What would protect the employees (non-union) from this type of abuse?
I wouldn’t want to take one dime away from defense, but I would definitely want to take a long hard look at discretionary spending. I’m thinking foreign aid would be the first thing I’d cut, then go domestic. If We The People are truly serious about wanting HCR or UHC, then we need to start asking ourselves why we’re building skateparks and bridges to nowhere with money that could be spent on health care.
OccamsTaser - absolutely nothing. I don’t for a moment believe that salaries would go up if employers no longer had to pay for health insurance. That’s not how companies make money.
It’s riffing off of claims from some Republicans about how we could fix healthcare by providing tax credits and switching to people buying their own insurance independent of employers, which they’d have the money for because their salaries would go up if the employers didn’t have to buy insurance.
But then I don’t really think that I’d be sitting down and having $100 per month deducted directly from my paycheck to pay for UHC (rather than going into my FSA) either.
It would be possible, however, to treat the insurance program the same as FICA, and have both employees and employers contribute through payroll tax deductions.
Free market will balance things out. No one except those trying to misconstrue facts are saying we’ll have to rely on employers benevolance
Imagine - your taxes raise and at the same time your employer is much more profitable due to not having to supply health insurance as a benefit. He naturally thinks - too bad for OccamsTaser, I’m keeping that money and making more profit.
Well, I notice your employer suddenly has a much boosted profit margin.
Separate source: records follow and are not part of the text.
//! fetch_service_logs — recent events from one log group.

use async_trait::async_trait;
use serde_json::json;

use crate::api::AwsApi;
use crate::error::{AwsResult, AwsToolError};
use crate::retry::{self, RetryPolicy};
use crate::tools::{bounded_limit, int_arg, require_str, str_arg};
use crate::types::AwsTool;
use mlc_protocol::{TimeWindow, ToolOutcome};

pub struct FetchServiceLogs;

#[async_trait]
impl AwsTool for FetchServiceLogs {
    fn name(&self) -> &str {
        "fetch_service_logs"
    }

    fn description(&self) -> &str {
        "Fetch recent CloudWatch log events from a log group, optionally filtered by pattern"
    }

    fn parameters_schema(&self) -> serde_json::Value {
        json!({
            "type": "object",
            "properties": {
                "log_group": {
                    "type": "string",
                    "description": "Log group name (e.g. /aws/sagemaker/TrainingJobs)"
                },
                "filter_pattern": {
                    "type": "string",
                    "description": "CloudWatch filter pattern (optional)"
                },
                "hours": {
                    "type": "integer",
                    "minimum": 1,
                    "description": "Hours to look back (default: 24)",
                    "default": 24
                },
                "limit": {
                    "type": "integer",
                    "minimum": 1,
                    "maximum": 100,
                    "description": "Maximum number of events (default: 100)",
                    "default": 100
                }
            },
            "required": ["log_group"]
        })
    }

    async fn execute(
        &self,
        args: serde_json::Value,
        api: &dyn AwsApi,
        policy: &RetryPolicy,
    ) -> AwsResult<ToolOutcome> {
        let group = require_str(&args, "log_group")?;
        let pattern = str_arg(&args, "filter_pattern")?;
        let hours = int_arg(&args, "hours", 24)?;
        let limit = bounded_limit(&args, "limit", 100)?;
        let window =
            TimeWindow::last_hours(hours).map_err(|e| AwsToolError::invalid(e.to_string()))?;

        let events =
            retry::call(policy, || api.filter_log_events(group, pattern, window, limit)).await?;
        let event_count = events.len();

        let data = json!({
            "log_group": group,
            "window": window.label(),
            "event_count": event_count,
            "events": events,
        });

        Ok(ToolOutcome::success(
            self.name(),
            data,
            format!("Fetched {event_count} event(s) from {group}"),
        ))
    }
}
//! Unified tool registry spanning AWS, workspace, and search tools.
//!
//! A closed tagged registry: the capability set handed to the model is
//! exactly what is registered here, and unknown tool names are rejected
//! at this boundary with a structured outcome.

use std::collections::HashMap;
use std::sync::Arc;

use mlc_aws_tools::{AwsApi, AwsTool, RetryPolicy};
use mlc_protocol::{ErrorKind, ToolOutcome};
use mlc_search_tools::{SearchApi, SearchTool};
use mlc_workspace_tools::{Sandbox, WorkspaceTool};

use crate::providers::ToolSpec;

/// Which subsystem a tool belongs to.
#[derive(Debug, Clone, Copy, PartialEq, Eq)]
pub enum ToolKind {
    Aws,
    Workspace,
    Search,
}

/// The backends tools execute against — read-only after construction
/// and safe to share across concurrent tool calls.
pub struct Backends {
    pub aws: Arc<dyn AwsApi>,
    pub search: Arc<dyn SearchApi>,
    pub sandbox: Sandbox,
    pub retry: RetryPolicy,
}

/// Unified tool registry for the agent driver.
pub struct ToolRegistry {
    aws_tools: Vec<Box<dyn AwsTool>>,
    workspace_tools: Vec<Box<dyn WorkspaceTool>>,
    search_tools: Vec<Box<dyn SearchTool>>,
    /// Map from tool name → (kind, index into the appropriate Vec).
    index: HashMap<String, (ToolKind, usize)>,
}

impl ToolRegistry {
    /// Build a registry from tool collections.
    pub fn new(
        aws_tools: Vec<Box<dyn AwsTool>>,
        workspace_tools: Vec<Box<dyn WorkspaceTool>>,
        search_tools: Vec<Box<dyn SearchTool>>,
    ) -> Self {
        let mut index = HashMap::new();
        for (i, tool) in aws_tools.iter().enumerate() {
            index.insert(tool.name().to_string(), (ToolKind::Aws, i));
        }
        for (i, tool) in workspace_tools.iter().enumerate() {
            index.insert(tool.name().to_string(), (ToolKind::Workspace, i));
        }
        for (i, tool) in search_tools.iter().enumerate() {
            index.insert(tool.name().to_string(), (ToolKind::Search, i));
        }
        Self {
            aws_tools,
            workspace_tools,
            search_tools,
            index,
        }
    }

    /// Build with the default set of all tools from the three crates.
    pub fn with_defaults() -> Self {
        Self::new(
            mlc_aws_tools::tools::all_tools(),
            mlc_workspace_tools::tools::all_tools(),
            mlc_search_tools::tools::all_tools(),
        )
    }

    /// Look up a tool by name.
    pub fn lookup(&self, name: &str) -> Option<(ToolKind, usize)> {
        self.index.get(name).copied()
    }

    /// Declared specs for the whole capability set, in registration order.
    pub fn specs(&self) -> Vec<ToolSpec> {
        let mut specs = Vec::with_capacity(self.len());
        for tool in &self.aws_tools {
            specs.push(ToolSpec {
                name: tool.name().to_string(),
                description: tool.description().to_string(),
                schema: tool.parameters_schema(),
            });
        }
        for tool in &self.workspace_tools {
            specs.push(ToolSpec {
                name: tool.name().to_string(),
                description: tool.description().to_string(),
                schema: tool.parameters_schema(),
            });
        }
        for tool in &self.search_tools {
            specs.push(ToolSpec {
                name: tool.name().to_string(),
                description: tool.description().to_string(),
                schema: tool.parameters_schema(),
            });
        }
        specs
    }

    /// Execute a tool by name.
    ///
    /// Never returns an error: failures become structured outcomes the
    /// calling agent can reason about and route around.
    pub async fn execute(
        &self,
        name: &str,
        args: serde_json::Value,
        backends: &Backends,
    ) -> ToolOutcome {
        let Some((kind, idx)) = self.lookup(name) else {
            return ToolOutcome::failure(
                name,
                ErrorKind::InvalidArgument,
                format!("unknown tool: {name}"),
            );
        };

        match kind {
            ToolKind::Aws => {
                let tool = &self.aws_tools[idx];
                match tool
                    .execute(args, backends.aws.as_ref(), &backends.retry)
                    .await
                {
                    Ok(outcome) => outcome,
                    Err(err) => ToolOutcome::failure(name, err.kind(), err.to_string()),
                }
            }
            ToolKind::Workspace => {
                let tool = &self.workspace_tools[idx];
                match tool.execute(args, &backends.sandbox).await {
                    Ok(outcome) => outcome,
                    Err(err) => ToolOutcome::failure(name, err.kind(), err.to_string()),
                }
            }
            ToolKind::Search => {
                let tool = &self.search_tools[idx];
                match tool.execute(args, backends.search.as_ref()).await {
                    Ok(outcome) => outcome,
                    Err(err) => ToolOutcome::failure(name, err.kind(), err.to_string()),
                }
            }
        }
    }

    /// Total number of registered tools.
    pub fn len(&self) -> usize {
        self.aws_tools.len() + self.workspace_tools.len() + self.search_tools.len()
    }

    pub fn is_empty(&self) -> bool {
        self.len() == 0
    }
}

#[cfg(test)]
mod tests {
    use super::*;
    use mlc_aws_tools::MockAwsApi;
    use mlc_search_tools::MockSearchApi;
    use serde_json::json;
    use tempfile::TempDir;

    fn backends(dir: &TempDir) -> Backends {
        Backends {
            aws: Arc::new(MockAwsApi::with_ml_fixture()),
            search: Arc::new(MockSearchApi::with_pricing_hits()),
            sandbox: Sandbox::new(dir.path()).unwrap(),
            retry: RetryPolicy::default(),
        }
    }

    #[test]
    fn registry_with_defaults() {
        let reg = ToolRegistry::with_defaults();
        assert_eq!(reg.len(), 18); // 13 AWS + 4 workspace + 1 search
        assert_eq!(reg.specs().len(), 18);
    }

    #[test]
    fn lookup_spans_all_kinds() {
        let reg = ToolRegistry::with_defaults();
        assert_eq!(reg.lookup("analyze_ml_costs").unwrap().0, ToolKind::Aws);
        assert_eq!(reg.lookup("write_file").unwrap().0, ToolKind::Workspace);
        assert_eq!(reg.lookup("internet_search").unwrap().0, ToolKind::Search);
        assert!(reg.lookup("nonexistent_tool").is_none());
    }

    #[tokio::test]
    async fn unknown_tool_is_a_structured_outcome() {
        let dir = TempDir::new().unwrap();
        let reg = ToolRegistry::with_defaults();
        let outcome = reg
            .execute("mutate_endpoint", json!({}), &backends(&dir))
            .await;
        assert!(!outcome.success);
        assert_eq!(outcome.error_kind, Some(ErrorKind::InvalidArgument));
    }

    #[tokio::test]
    async fn aws_tool_dispatch() {
        let dir = TempDir::new().unwrap();
        let reg = ToolRegistry::with_defaults();
        let outcome = reg
            .execute("list_endpoints", json!({}), &backends(&dir))
            .await;
        assert!(outcome.success);
        assert_eq!(outcome.data.unwrap()["endpoint_count"], 21);
    }

    #[tokio::test]
    async fn workspace_violation_becomes_failure_outcome() {
        let dir = TempDir::new().unwrap();
        let reg = ToolRegistry::with_defaults();
        let outcome = reg
            .execute(
                "write_file",
                json!({"path": "../escape.txt", "content": "x"}),
                &backends(&dir),
            )
            .await;
        assert!(!outcome.success);
        assert_eq!(outcome.error_kind, Some(ErrorKind::SandboxViolation));
    }

    #[tokio::test]
    async fn search_tool_dispatch() {
        let dir = TempDir::new().unwrap();
        let reg = ToolRegistry::with_defaults();
        let outcome = reg
            .execute(
                "internet_search",
                json!({"query": "sagemaker pricing"}),
                &backends(&dir),
            )
            .await;
        assert!(outcome.success);
        assert_eq!(outcome.data.unwrap()["hit_count"], 2);
    }
}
I start up a competing business - or maybe I already own one. I say OccamsTaser - you’re really good at your job, come work for me and I’ll pay you more. I’m still profitable and you got more money in your wallet. Or, your current boss realizes this will happen and boosts your salary to keep you onboard.
No doubt all this change/upheaval will screw some people up, but overall it will be a good thing for the majority. As health care costs per capita will be lower with UHC, employers will have a little more profit and employees will have a little more money, even after paying the new tax.